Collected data
//! Provider clients implementing [`ClientWrapper`](crate::client_wrapper::ClientWrapper).

pub mod common;
pub mod http_pool;
pub mod openai;
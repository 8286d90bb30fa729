//! Terminal presentation for agents.
//!
//! Agents carry an optional [`AgentColor`] as display metadata. Nothing in this module touches
//! an agent's history: colors are applied only to rendered output, either by the
//! [`ColorConsole`] event handler or by
//! [`RunMessage::colored_text`](crate::run::RunMessage::colored_text).

use crate::storychain::event::{AgentEvent, EventHandler, PipelineEvent};
use async_trait::async_trait;
use crossterm::style::{style, Color, Stylize};
use lazy_static::lazy_static;
use regex::Regex;
use std::error::Error;
use std::fmt;
use std::io::{self, Write};
use std::str::FromStr;
use std::sync::Mutex;

/// Dashed line printed before every task assignment.
pub const TASK_SEPARATOR: &str = "-------------------------------";

/// Trailing separator written after an agent finishes its reply.
pub const AGENT_SEPARATOR: &str = "\n\n";

/// The supported agent colors, named as they appear in configuration files.
#[derive(Debug, Clone, Copy, PartialEq, Eq, Hash)]
pub enum AgentColor {
    Black,
    Red,
    Green,
    Yellow,
    Blue,
    Cyan,
    White,
    Reset,
    LightBlack,
    LightRed,
    LightGreen,
    LightYellow,
    LightBlue,
    LightMagenta,
    LightCyan,
    LightWhite,
}

const PALETTE: [(&str, AgentColor); 16] = [
    ("BLACK", AgentColor::Black),
    ("RED", AgentColor::Red),
    ("GREEN", AgentColor::Green),
    ("YELLOW", AgentColor::Yellow),
    ("BLUE", AgentColor::Blue),
    ("CYAN", AgentColor::Cyan),
    ("WHITE", AgentColor::White),
    ("RESET", AgentColor::Reset),
    ("LIGHTBLACK_EX", AgentColor::LightBlack),
    ("LIGHTRED_EX", AgentColor::LightRed),
    ("LIGHTGREEN_EX", AgentColor::LightGreen),
    ("LIGHTYELLOW_EX", AgentColor::LightYellow),
    ("LIGHTBLUE_EX", AgentColor::LightBlue),
    ("LIGHTMAGENTA_EX", AgentColor::LightMagenta),
    ("LIGHTCYAN_EX", AgentColor::LightCyan),
    ("LIGHTWHITE_EX", AgentColor::LightWhite),
];

impl AgentColor {
    /// Every configuration name accepted by [`AgentColor::from_str`].
    pub fn names() -> impl Iterator<Item = &'static str> {
        PALETTE.iter().map(|(name, _)| *name)
    }

    /// The configuration name of this color.
    pub fn name(&self) -> &'static str {
        PALETTE
            .iter()
            .find(|(_, color)| color == self)
            .map(|(name, _)| *name)
            .unwrap_or("RESET")
    }

    fn terminal_color(&self) -> Color {
        match self {
            AgentColor::Black => Color::Black,
            AgentColor::Red => Color::DarkRed,
            AgentColor::Green => Color::DarkGreen,
            AgentColor::Yellow => Color::DarkYellow,
            AgentColor::Blue => Color::DarkBlue,
            AgentColor::Cyan => Color::DarkCyan,
            AgentColor::White => Color::Grey,
            AgentColor::Reset => Color::Reset,
            AgentColor::LightBlack => Color::DarkGrey,
            AgentColor::LightRed => Color::Red,
            AgentColor::LightGreen => Color::Green,
            AgentColor::LightYellow => Color::Yellow,
            AgentColor::LightBlue => Color::Blue,
            AgentColor::LightMagenta => Color::Magenta,
            AgentColor::LightCyan => Color::Cyan,
            AgentColor::LightWhite => Color::White,
        }
    }

    /// Wrap `text` in this color's escape sequences.
    pub fn paint(&self, text: &str) -> String {
        style(text).with(self.terminal_color()).to_string()
    }
}

impl FromStr for AgentColor {
    type Err = ColorError;

    fn from_str(value: &str) -> Result<Self, Self::Err> {
        PALETTE
            .iter()
            .find(|(name, _)| *name == value)
            .map(|(_, color)| *color)
            .ok_or_else(|| ColorError::InvalidColor {
                agent: None,
                color: value.to_string(),
            })
    }
}

impl fmt::Display for AgentColor {
    fn fmt(&self, f: &mut fmt::Formatter<'_>) -> fmt::Result {
        f.write_str(self.name())
    }
}

/// An agent color outside the supported palette.
#[derive(Debug, Clone, PartialEq, Eq)]
pub enum ColorError {
    InvalidColor {
        /// Name of the agent being built, when known.
        agent: Option<String>,
        color: String,
    },
}

impl ColorError {
    /// Attach the offending agent's name to the error.
    pub fn for_agent(self, name: &str) -> Self {
        match self {
            ColorError::InvalidColor { color, .. } => ColorError::InvalidColor {
                agent: Some(name.to_string()),
                color,
            },
        }
    }
}

impl fmt::Display for ColorError {
    fn fmt(&self, f: &mut fmt::Formatter<'_>) -> fmt::Result {
        match self {
            ColorError::InvalidColor {
                agent: Some(agent),
                color,
            } => write!(f, "Agent '{}' has an invalid color: {}", agent, color),
            ColorError::InvalidColor { agent: None, color } => {
                write!(f, "Invalid color: {}", color)
            }
        }
    }
}

impl Error for ColorError {}

/// Paint `text` when a color is set, return it untouched otherwise.
pub fn render(color: Option<AgentColor>, text: &str) -> String {
    match color {
        Some(color) => color.paint(text),
        None => text.to_string(),
    }
}

/// Header line introducing an agent's reply, newline included.
pub fn agent_header(agent_name: &str) -> String {
    format!("### {} ###\n", agent_name)
}

/// Plain status lines for a scheduler event, without trailing newlines.
pub fn status_lines(event: &PipelineEvent) -> Vec<String> {
    match event {
        PipelineEvent::PhaseStarted { phase } => vec![format!("--- Phase {} ---", phase)],
        PipelineEvent::TaskAssigned {
            agent_name,
            task_template,
            ..
        } => vec![
            TASK_SEPARATOR.to_string(),
            format!("Assigning task to {}: {}", agent_name, task_template),
        ],
        PipelineEvent::RunCompleted { .. } => vec!["Processing complete.".to_string()],
        PipelineEvent::RunStopped { .. } => {
            vec!["Processing stopped by user request.".to_string()]
        }
        PipelineEvent::RunStarted { .. }
        | PipelineEvent::AgentSkipped { .. }
        | PipelineEvent::AgentResponded { .. } => Vec::new(),
    }
}

lazy_static! {
    /// CSI sequences and two-byte escapes.
    static ref ANSI_ESCAPE: Regex =
        Regex::new(r"\x1B(?:[@-Z\\-_]|\[[0-?]*[ -/]*[@-~])").unwrap();
}

/// Remove ANSI escape sequences (CSI and two-byte escapes) from `text`.
///
/// ```
/// use storychain::display::strip_ansi;
///
/// assert_eq!(strip_ansi("\u{1b}[38;5;9mhello\u{1b}[39m"), "hello");
/// ```
pub fn strip_ansi(text: &str) -> String {
    ANSI_ESCAPE.replace_all(text, "").into_owned()
}

/// Event handler that renders agent output in each agent's color.
///
/// Status lines from the scheduler are written uncolored. Writes are flushed after every
/// event so fragments appear as they stream in.
pub struct ColorConsole {
    out: Mutex<Box<dyn Write + Send>>,
}

impl ColorConsole {
    pub fn stdout() -> Self {
        Self::new(Box::new(io::stdout()))
    }

    pub fn new(out: Box<dyn Write + Send>) -> Self {
        ColorConsole {
            out: Mutex::new(out),
        }
    }

    fn write(&self, text: &str) {
        let mut out = match self.out.lock() {
            Ok(out) => out,
            Err(poisoned) => poisoned.into_inner(),
        };
        if let Err(err) = out.write_all(text.as_bytes()).and_then(|_| out.flush()) {
            log::warn!("ColorConsole::write(...): failed to write output: {}", err);
        }
    }
}

#[async_trait]
impl EventHandler for ColorConsole {
    async fn on_agent_event(&self, event: &AgentEvent) {
        match event {
            AgentEvent::GenerationStarted { agent_name, color } => {
                self.write(&render(*color, &agent_header(agent_name)))
            }
            AgentEvent::FragmentReceived {
                color, fragment, ..
            } => self.write(&render(*color, fragment)),
            AgentEvent::GenerationCompleted { color, .. } => {
                self.write(&render(*color, AGENT_SEPARATOR))
            }
            AgentEvent::GenerationFailed { .. } => {}
        }
    }

    async fn on_pipeline_event(&self, event: &PipelineEvent) {
        for line in status_lines(event) {
            self.write(&format!("{}\n", line));
        }
    }
}
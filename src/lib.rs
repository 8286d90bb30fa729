//! # storychain
//!
//! storychain runs a fixed chain of LLM agents over a user story. Each agent has its own role,
//! its own bounded conversation and its own task for every phase; the story is handed from one
//! agent's reply to the next agent's prompt until the last phase produces the final artifact.
//!
//! The crate provides:
//!
//! * **Agents**: [`Agent`] wraps a [`ClientWrapper`] with a permanent preamble, a rolling
//!   history trimmed before every call, and streamed replies folded back into that history
//! * **Configuration**: [`config::PipelineConfig`] loads and validates the JSON description of
//!   the agents, their colors, their per-phase tasks and the phase count
//! * **Scheduling**: [`Pipeline`] walks phases × `agent_order`, building each task from the
//!   template and the current artifact
//! * **Supervision**: [`run::RunController`] runs one pipeline at a time on a tokio task,
//!   streams [`run::RunMessage`]s to an observer and honors cooperative cancellation
//! * **Presentation**: [`display::ColorConsole`] paints every agent's output in its configured
//!   color through the [`event::EventHandler`] observer interface
//!
//! ## Running a pipeline
//!
//! ```rust,no_run
//! use std::sync::Arc;
//! use storychain::clients::openai::OpenAIClient;
//! use storychain::config::PipelineConfig;
//! use storychain::display::ColorConsole;
//! use storychain::Pipeline;
//!
//! #[tokio::main]
//! async fn main() -> Result<(), Box<dyn std::error::Error + Send + Sync>> {
//!     storychain::init_logger();
//!
//!     let config = PipelineConfig::from_file("config/story_pipeline.json")?;
//!     let client = Arc::new(OpenAIClient::new(&std::env::var("OPENAI_API_KEY")?)?);
//!
//!     let mut pipeline =
//!         Pipeline::new(config, client)?.with_event_handler(Arc::new(ColorConsole::stdout()));
//!     let outcome = pipeline
//!         .run_to_completion("As a shopper I want to save my cart for later.")
//!         .await?;
//!
//!     println!("{}", outcome.artifact);
//!     Ok(())
//! }
//! ```
//!
//! ## Supervised runs
//!
//! Interactive front ends use [`run::RunController`] instead: it refuses a second concurrent
//! run, hands back a [`run::RunHandle`] to read progress from and to cancel with, and reports
//! failures as a [`run::RunStatus::Failed`] instead of tearing down the host.

use std::sync::Once;

static INIT_LOGGER: Once = Once::new();

/// Initialise the global [`env_logger`] subscriber exactly once.
///
/// Verbosity follows `RUST_LOG`, e.g. `RUST_LOG=storychain=debug`.
///
/// ```rust
/// storychain::init_logger();
/// log::info!("Logger is ready");
/// ```
pub fn init_logger() {
    INIT_LOGGER.call_once(|| {
        env_logger::init();
    });
}

// Import the top-level `storychain` module.
pub mod storychain;

// Re-exporting key items for easier external access.
pub use storychain::agent;
pub use storychain::agent::{Agent, AgentError, ResponseStream};
pub use storychain::client_wrapper;
pub use storychain::client_wrapper::{
    ClientWrapper, GenerationParameters, Message, MessageChunk, MessageChunkStream, Role,
};
pub use storychain::clients;
pub use storychain::config;
pub use storychain::conversation;
pub use storychain::display;
pub use storychain::event;
pub use storychain::event::{AgentEvent, EventHandler, PipelineEvent};
pub use storychain::input;
pub use storychain::pipeline;
pub use storychain::pipeline::{Pipeline, PipelineError, PipelineOutcome};
pub use storychain::run;
pub use storychain::run::{RunController, RunStatus};
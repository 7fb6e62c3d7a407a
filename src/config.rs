//! Estimator configuration.

use anyhow::{ensure, Result};

/// Number of power values the baseline is computed over
pub const DEFAULT_HISTORY_CAPACITY: usize = 32;

#[derive(Debug, Clone, Copy, PartialEq, Eq)]
pub struct EstimatorConfig {
    /// Length of the power history (default: 32)
    pub history_capacity: usize,
}

impl EstimatorConfig {
    pub fn validate(&self) -> Result<()> {
        ensure!(
            self.history_capacity > 0,
            "history capacity must be greater than 0"
        );
        Ok(())
    }
}

impl Default for EstimatorConfig {
    fn default() -> Self {
        Self {
            history_capacity: DEFAULT_HISTORY_CAPACITY,
        }
    }
}
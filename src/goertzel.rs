//! Single-bin Goertzel recursion.
//! https://en.wikipedia.org/wiki/Goertzel_algorithm
//!
//! The filter is tuned by a precomputed coefficient `2 * cos(2 * pi * f / fs)`.
//! Deriving that coefficient is left to the caller.

/// Block power of `samples` at the bin selected by `coeff`.
///
/// Runs the recursion from a zeroed state and returns
/// `s[N-2]^2 + s[N-1]^2 - coeff * s[N-1] * s[N-2]`. An empty block has zero power.
///
/// Example:
/// ```
/// use goertzel_tone::goertzel::block_power;
///
/// // coeff == 2.0 selects the DC bin, so a constant block gives N^2 * A^2
/// let power = block_power(&[1.0; 20], 2.0);
/// assert_eq!(power, 400.0);
///
/// assert_eq!(block_power(&[0.0; 64], 1.3), 0.0);
/// ```
pub fn block_power(samples: &[f32], coeff: f32) -> f32 {
    let mut filter = Goertzel::new(coeff);
    for &sample in samples {
        filter.process(sample);
    }
    filter.power()
}

/// Stateful Goertzel filter, fed one sample at a time.
#[derive(Debug, Clone, Copy, PartialEq)]
pub struct Goertzel {
    s_prev: f32,
    s_prev2: f32,
    coeff: f32,
}

impl Goertzel {
    /// Create a filter with a zeroed state
    pub fn new(coeff: f32) -> Self {
        Self {
            s_prev: 0.0,
            s_prev2: 0.0,
            coeff,
        }
    }

    /// Process a single sample
    /// s[n] = x[n] + coeff * s[n-1] - s[n-2]
    #[inline]
    pub fn process(&mut self, sample: f32) {
        let s = sample + self.coeff * self.s_prev - self.s_prev2;
        self.s_prev2 = self.s_prev;
        self.s_prev = s;
    }

    /// Power of the samples processed since the last reset
    pub fn power(&self) -> f32 {
        self.s_prev2 * self.s_prev2 + self.s_prev * self.s_prev
            - self.coeff * self.s_prev * self.s_prev2
    }

    /// Reset the filter's state, keeping the coefficient
    pub fn reset(&mut self) {
        self.s_prev = 0.0;
        self.s_prev2 = 0.0;
    }
}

-- Aim of the exercise --
Wherever the word "PipelineConfig" appears in a line of the data above, copy that line.

-- Task response --
//! * **Configuration**: [`config::PipelineConfig`] loads and validates the JSON description of
//! use storychain::config::PipelineConfig;
//!     let config = PipelineConfig::from_file("config/story_pipeline.json")?;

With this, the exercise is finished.